*** Opening RECORD EXTRACTS ***
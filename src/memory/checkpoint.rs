//! 会话检查点
//!
//! 每完成一步就追加一条检查点：完整状态快照 + 下一个待执行节点（回合结束时为空）。
//! 失败的步骤不写检查点，最近一条检查点即为恢复点。提供内存与 SQLite（rusqlite）两种存储。

use std::collections::HashMap;
use std::path::Path;
use std::sync::Mutex;

use async_trait::async_trait;
use rusqlite::{params, Connection, OptionalExtension};
use serde::{Deserialize, Serialize};
use tokio::sync::RwLock;

use crate::core::{AgentError, ConversationState};
use crate::graph::NodeId;

/// 单条检查点
#[derive(Clone, Debug, PartialEq, Serialize, Deserialize)]
pub struct Checkpoint {
    pub session_id: String,
    /// 会话内单调递增的步号
    pub step: u64,
    pub state: ConversationState,
    /// 下一个待执行节点；None 表示回合已结束
    pub next: Option<NodeId>,
    /// 创建时间（毫秒时间戳）
    pub created_at: i64,
}

impl Checkpoint {
    pub fn new(
        session_id: impl Into<String>,
        step: u64,
        state: ConversationState,
        next: Option<NodeId>,
    ) -> Self {
        Self {
            session_id: session_id.into(),
            step,
            state,
            next,
            created_at: chrono::Utc::now().timestamp_millis(),
        }
    }
}

/// 检查点存储接口（按会话 ID 追加）
#[async_trait]
pub trait Checkpointer: Send + Sync {
    async fn save(&self, checkpoint: &Checkpoint) -> Result<(), AgentError>;

    async fn load_latest(&self, session_id: &str) -> Result<Option<Checkpoint>, AgentError>;

    /// 按写入顺序返回会话全部检查点
    async fn history(&self, session_id: &str) -> Result<Vec<Checkpoint>, AgentError>;

    /// 只保留最近 keep 条，返回删除条数
    async fn prune(&self, session_id: &str, keep: usize) -> Result<u64, AgentError>;
}

/// 内存检查点存储
#[derive(Default)]
pub struct InMemoryCheckpointer {
    sessions: RwLock<HashMap<String, Vec<Checkpoint>>>,
}

impl InMemoryCheckpointer {
    pub fn new() -> Self {
        Self::default()
    }
}

#[async_trait]
impl Checkpointer for InMemoryCheckpointer {
    async fn save(&self, checkpoint: &Checkpoint) -> Result<(), AgentError> {
        self.sessions
            .write()
            .await
            .entry(checkpoint.session_id.clone())
            .or_default()
            .push(checkpoint.clone());
        Ok(())
    }

    async fn load_latest(&self, session_id: &str) -> Result<Option<Checkpoint>, AgentError> {
        Ok(self
            .sessions
            .read()
            .await
            .get(session_id)
            .and_then(|cps| cps.last().cloned()))
    }

    async fn history(&self, session_id: &str) -> Result<Vec<Checkpoint>, AgentError> {
        Ok(self
            .sessions
            .read()
            .await
            .get(session_id)
            .cloned()
            .unwrap_or_default())
    }

    async fn prune(&self, session_id: &str, keep: usize) -> Result<u64, AgentError> {
        let mut sessions = self.sessions.write().await;
        let Some(cps) = sessions.get_mut(session_id) else {
            return Ok(0);
        };
        let excess = cps.len().saturating_sub(keep);
        cps.drain(..excess);
        Ok(excess as u64)
    }
}

/// SQLite 检查点存储：状态以 JSON 文本保存
pub struct SqliteCheckpointer {
    conn: Mutex<Connection>,
}

impl SqliteCheckpointer {
    pub fn open(path: impl AsRef<Path>) -> Result<Self, AgentError> {
        if let Some(parent) = path.as_ref().parent() {
            if !parent.as_os_str().is_empty() {
                std::fs::create_dir_all(parent)
                    .map_err(|e| AgentError::CheckpointError(e.to_string()))?;
            }
        }
        Self::init(Connection::open(path)?)
    }

    pub fn in_memory() -> Result<Self, AgentError> {
        Self::init(Connection::open_in_memory()?)
    }

    fn init(conn: Connection) -> Result<Self, AgentError> {
        conn.execute_batch(
            "CREATE TABLE IF NOT EXISTS checkpoints (
                id INTEGER PRIMARY KEY AUTOINCREMENT,
                session_id TEXT NOT NULL,
                step INTEGER NOT NULL,
                state TEXT NOT NULL,
                next_node TEXT,
                created_at INTEGER NOT NULL
            );
            CREATE INDEX IF NOT EXISTS idx_checkpoints_session ON checkpoints(session_id);",
        )?;
        Ok(Self {
            conn: Mutex::new(conn),
        })
    }

    fn lock(&self) -> Result<std::sync::MutexGuard<'_, Connection>, AgentError> {
        self.conn
            .lock()
            .map_err(|e| AgentError::CheckpointError(e.to_string()))
    }
}

type CheckpointRow = (String, i64, String, Option<String>, i64);

fn row_to_checkpoint(row: CheckpointRow) -> Result<Checkpoint, AgentError> {
    let (session_id, step, state, next, created_at) = row;
    Ok(Checkpoint {
        session_id,
        step: step as u64,
        state: serde_json::from_str(&state)?,
        next,
        created_at,
    })
}

#[async_trait]
impl Checkpointer for SqliteCheckpointer {
    async fn save(&self, checkpoint: &Checkpoint) -> Result<(), AgentError> {
        let state = serde_json::to_string(&checkpoint.state)?;
        let conn = self.lock()?;
        conn.execute(
            "INSERT INTO checkpoints (session_id, step, state, next_node, created_at) VALUES (?1, ?2, ?3, ?4, ?5)",
            params![
                checkpoint.session_id,
                checkpoint.step as i64,
                state,
                checkpoint.next,
                checkpoint.created_at
            ],
        )?;
        Ok(())
    }

    async fn load_latest(&self, session_id: &str) -> Result<Option<Checkpoint>, AgentError> {
        let row: Option<CheckpointRow> = {
            let conn = self.lock()?;
            conn.query_row(
                "SELECT session_id, step, state, next_node, created_at FROM checkpoints
                 WHERE session_id = ?1 ORDER BY id DESC LIMIT 1",
                params![session_id],
                |r| Ok((r.get(0)?, r.get(1)?, r.get(2)?, r.get(3)?, r.get(4)?)),
            )
            .optional()?
        };
        row.map(row_to_checkpoint).transpose()
    }

    async fn history(&self, session_id: &str) -> Result<Vec<Checkpoint>, AgentError> {
        let rows: Vec<CheckpointRow> = {
            let conn = self.lock()?;
            let mut stmt = conn.prepare(
                "SELECT session_id, step, state, next_node, created_at FROM checkpoints
                 WHERE session_id = ?1 ORDER BY id ASC",
            )?;
            let rows = stmt
                .query_map(params![session_id], |r| {
                    Ok((r.get(0)?, r.get(1)?, r.get(2)?, r.get(3)?, r.get(4)?))
                })?
                .collect::<Result<Vec<_>, _>>()?;
            rows
        };
        rows.into_iter().map(row_to_checkpoint).collect()
    }

    async fn prune(&self, session_id: &str, keep: usize) -> Result<u64, AgentError> {
        let conn = self.lock()?;
        let removed = conn.execute(
            "DELETE FROM checkpoints WHERE session_id = ?1 AND id NOT IN (
                SELECT id FROM checkpoints WHERE session_id = ?1 ORDER BY id DESC LIMIT ?2
            )",
            params![session_id, keep as i64],
        )?;
        Ok(removed as u64)
    }
}

#[cfg(test)]
mod tests {
    use super::*;
    use crate::core::{StatePatch, GLOBAL_CHANNEL};
    use crate::memory::Message;
    use tempfile::TempDir;

    fn checkpoint(step: u64, text: &str, next: Option<&str>) -> Checkpoint {
        let mut state = ConversationState::with_channels(["Billing_memory_agent_messages"]);
        state
            .apply(StatePatch::new().append(GLOBAL_CHANNEL, Message::user(text)))
            .unwrap();
        Checkpoint::new("sess-1", step, state, next.map(String::from))
    }

    async fn exercise(store: &dyn Checkpointer) {
        assert!(store.load_latest("sess-1").await.unwrap().is_none());

        store.save(&checkpoint(1, "first", Some("orchestrator_agent"))).await.unwrap();
        store.save(&checkpoint(2, "second", Some("Billing_memory_agent"))).await.unwrap();
        store.save(&checkpoint(3, "third", None)).await.unwrap();

        let latest = store.load_latest("sess-1").await.unwrap().unwrap();
        assert_eq!(latest.step, 3);
        assert!(latest.next.is_none());
        assert_eq!(latest.state.channel(GLOBAL_CHANNEL)[0].content, "third");

        let history = store.history("sess-1").await.unwrap();
        assert_eq!(history.iter().map(|c| c.step).collect::<Vec<_>>(), vec![1, 2, 3]);
        assert_eq!(history[1].next.as_deref(), Some("Billing_memory_agent"));

        assert_eq!(store.prune("sess-1", 1).await.unwrap(), 2);
        assert_eq!(store.history("sess-1").await.unwrap().len(), 1);
        assert!(store.history("other").await.unwrap().is_empty());
    }

    #[tokio::test]
    async fn test_in_memory_checkpointer() {
        exercise(&InMemoryCheckpointer::new()).await;
    }

    #[tokio::test]
    async fn test_sqlite_checkpointer_in_memory() {
        exercise(&SqliteCheckpointer::in_memory().unwrap()).await;
    }

    #[tokio::test]
    async fn test_sqlite_checkpointer_survives_reopen() {
        let dir = TempDir::new().unwrap();
        let path = dir.path().join("checkpoints.db");
        {
            let store = SqliteCheckpointer::open(&path).unwrap();
            store.save(&checkpoint(7, "persisted", None)).await.unwrap();
        }
        let store = SqliteCheckpointer::open(&path).unwrap();
        let latest = store.load_latest("sess-1").await.unwrap().unwrap();
        assert_eq!(latest.step, 7);
        assert_eq!(latest.state, checkpoint(7, "persisted", None).state);
    }
}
*** Closing RECORD EXTRACTS ***
**GOAL OF THE EXERCISE**
Taking the listing above as a whole, state how many of its lines hold the string "ConversationState". No other output is permitted.

**ANSWER SECTION**
4